Leserbrief

Ein Offener Brief an Herrn Blümel

Sehr geehrter Herr Blümel,

gestern wurde für die umstrittene Urheberrechtsreform gestimmt. Vielleicht hat sie ein paar Stimmen mehr durch Ihren Offenen Brief erhalten. Auf jeden Fall haben sich die Konservativen Parteien Europas und die großen Medienkonzerne gegen die Jugend durchgesetzt. 150.000 Demonstranten haben es nicht einmal in das österreichische Fernsehen geschafft. Trotz dieser europaweiten Demonstrationen haben sie sich klar dafür ausgesprochen.

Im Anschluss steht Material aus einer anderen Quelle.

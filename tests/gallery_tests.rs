//! End-to-end scenarios across the gallery variants.

use galleria::camera::aspect_ratio;
use galleria::gallery::{GalleryInstance, GalleryVariant};
use galleria::layout::LayoutStrategy;
use galleria::transition::{card_transform, StackParams};

const DT: f32 = 1.0 / 60.0;

#[test]
fn test_sphere_layout_six_images_radius_three() {
    let placements = LayoutStrategy::FibonacciSphere { radius: 3.0 }.place(6);
    assert_eq!(placements.len(), 6);
    for p in &placements {
        assert!(
            (p.position.length() - 3.0).abs() < 1e-6,
            "distance from origin must be 3.000, got {}",
            p.position.length()
        );
    }
    for i in 0..6 {
        for j in (i + 1)..6 {
            let d = placements[i].position.distance(placements[j].position);
            assert!(d > 0.1, "surfaces {} and {} only {} apart", i, j, d);
        }
    }
}

#[test]
fn test_stack_five_images_one_full_cycle() {
    let mut g = GalleryInstance::new(GalleryVariant::Stack, 5, 800, 600);
    assert_eq!(g.settings().value("cycleSeconds"), 3.0);
    assert_eq!(g.settings().value("moveSpeed"), 0.008);
    assert_eq!(g.active_index(), 0);

    // 3 s until the trigger plus a 125-frame transition.
    for _ in 0..320 {
        g.tick(DT);
    }
    assert_eq!(g.active_index(), 1);
    assert!(!g.is_transitioning());

    // All surfaces back at full opacity and canonical resting scale.
    let center = 5 / 2;
    for (i, s) in g.surfaces().iter().enumerate() {
        assert_eq!(s.opacity, 1.0);
        let rel = (i + 5 - g.active_index()) % 5;
        let expected_scale = if rel == center { 2.5 } else { 1.0 };
        assert!((s.scale.x / s.base_size - expected_scale).abs() < 1e-5);
    }
}

#[test]
fn test_stack_front_card_opacity_falls_through_transition() {
    let params = StackParams { spacing: 1.0, y_offset: 1.0, x_rotation: 0.0 };
    let early = card_transform(0, 5, 2, 0.1, &params);
    let late = card_transform(0, 5, 2, 0.9, &params);
    assert!(late.opacity < early.opacity);
}

#[test]
fn test_resize_through_zero_never_divides_by_zero() {
    let mut g = GalleryInstance::new(GalleryVariant::Wave, 8, 800, 600);
    g.tick(DT);

    g.resize(0, 0);
    g.pointer_moved(5.0, 5.0);
    for _ in 0..5 {
        assert!(g.tick(DT));
    }
    let vp = g.pose().view_projection(0.0, 0.0);
    assert!(vp.to_cols_array().iter().all(|v| v.is_finite()));

    g.resize(400, 300);
    assert!(g.tick(DT));
    assert_eq!(aspect_ratio(400.0, 300.0), 400.0 / 300.0);
}

#[test]
fn test_teardown_stops_frames_immediately() {
    let mut g = GalleryInstance::new(GalleryVariant::Tunnel, 4, 640, 480);
    assert!(g.tick(DT));
    let token = g.cancel_token();
    token.cancel();
    assert!(!g.tick(DT), "no tick body may run after cancellation");
    assert!(!g.tick(DT));
}

#[test]
fn test_all_variants_survive_a_minute_of_ticks() {
    for variant in [
        GalleryVariant::Sphere,
        GalleryVariant::Wave,
        GalleryVariant::Stack,
        GalleryVariant::Tunnel,
    ] {
        let mut g = GalleryInstance::new(variant, 7, 1024, 768);
        for _ in 0..3600 {
            assert!(g.tick(DT));
        }
        for s in g.surfaces() {
            assert!(s.position.is_finite(), "{:?} produced NaN", variant);
            assert!(s.opacity.is_finite());
        }
    }
}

Sie schreiben in Ihrem Brief von gleichen Wettbewerbsbedingungen zwischen analogen und digitalen Medien, obwohl genau diese zerstört werden. Sie schreiben, wir sollen aufhören, die analoge und digitale Welt getrennt zu denken. Aber das Internet ist nicht wie die "alten" Medien. Es lebt von der Interaktion durch seine Nutzer. Sie schreiben, man soll geistiges Eigentum nicht stehlen dürfen. Aber mal ehrlich, Sie wissen, dass das Internet kein rechtsfreier Raum ist. Sie wissen, dass derzeitige Gesetze Plattformen wie Youtube oder Facebook genauso treffen wie sie auch analoge Medien treffen. Mit diesen Megakonzernen gibt es andere Probleme, wie Steuerflucht oder Datenklau, gegen die Sie allerdings nichts unternehmen. Ihrem letzten Punkt kann ich nicht ganz folgen. Sie wollen das Europa im weltweiten Wettbewerb eine Rolle spielt. Dann positionieren Sie sich allerdings für eine Urheberrechtsreform, die es jeglichen europäischen Firmen unmöglich macht, mit dem internationalen Markt mitzuhalten. Was haben Sie sich dabei gedacht? Für Sie mag das wie der richtige Schritt aussehen, aber als ein Jugendlicher, der mit dem Internet aufgewachsen ist, kann ich Ihnen sagen, dass dies ein gewaltiger Schritt zurück ist. Ich finde es schade, dass Ihnen die Meinung der Jugend so wenig wert ist.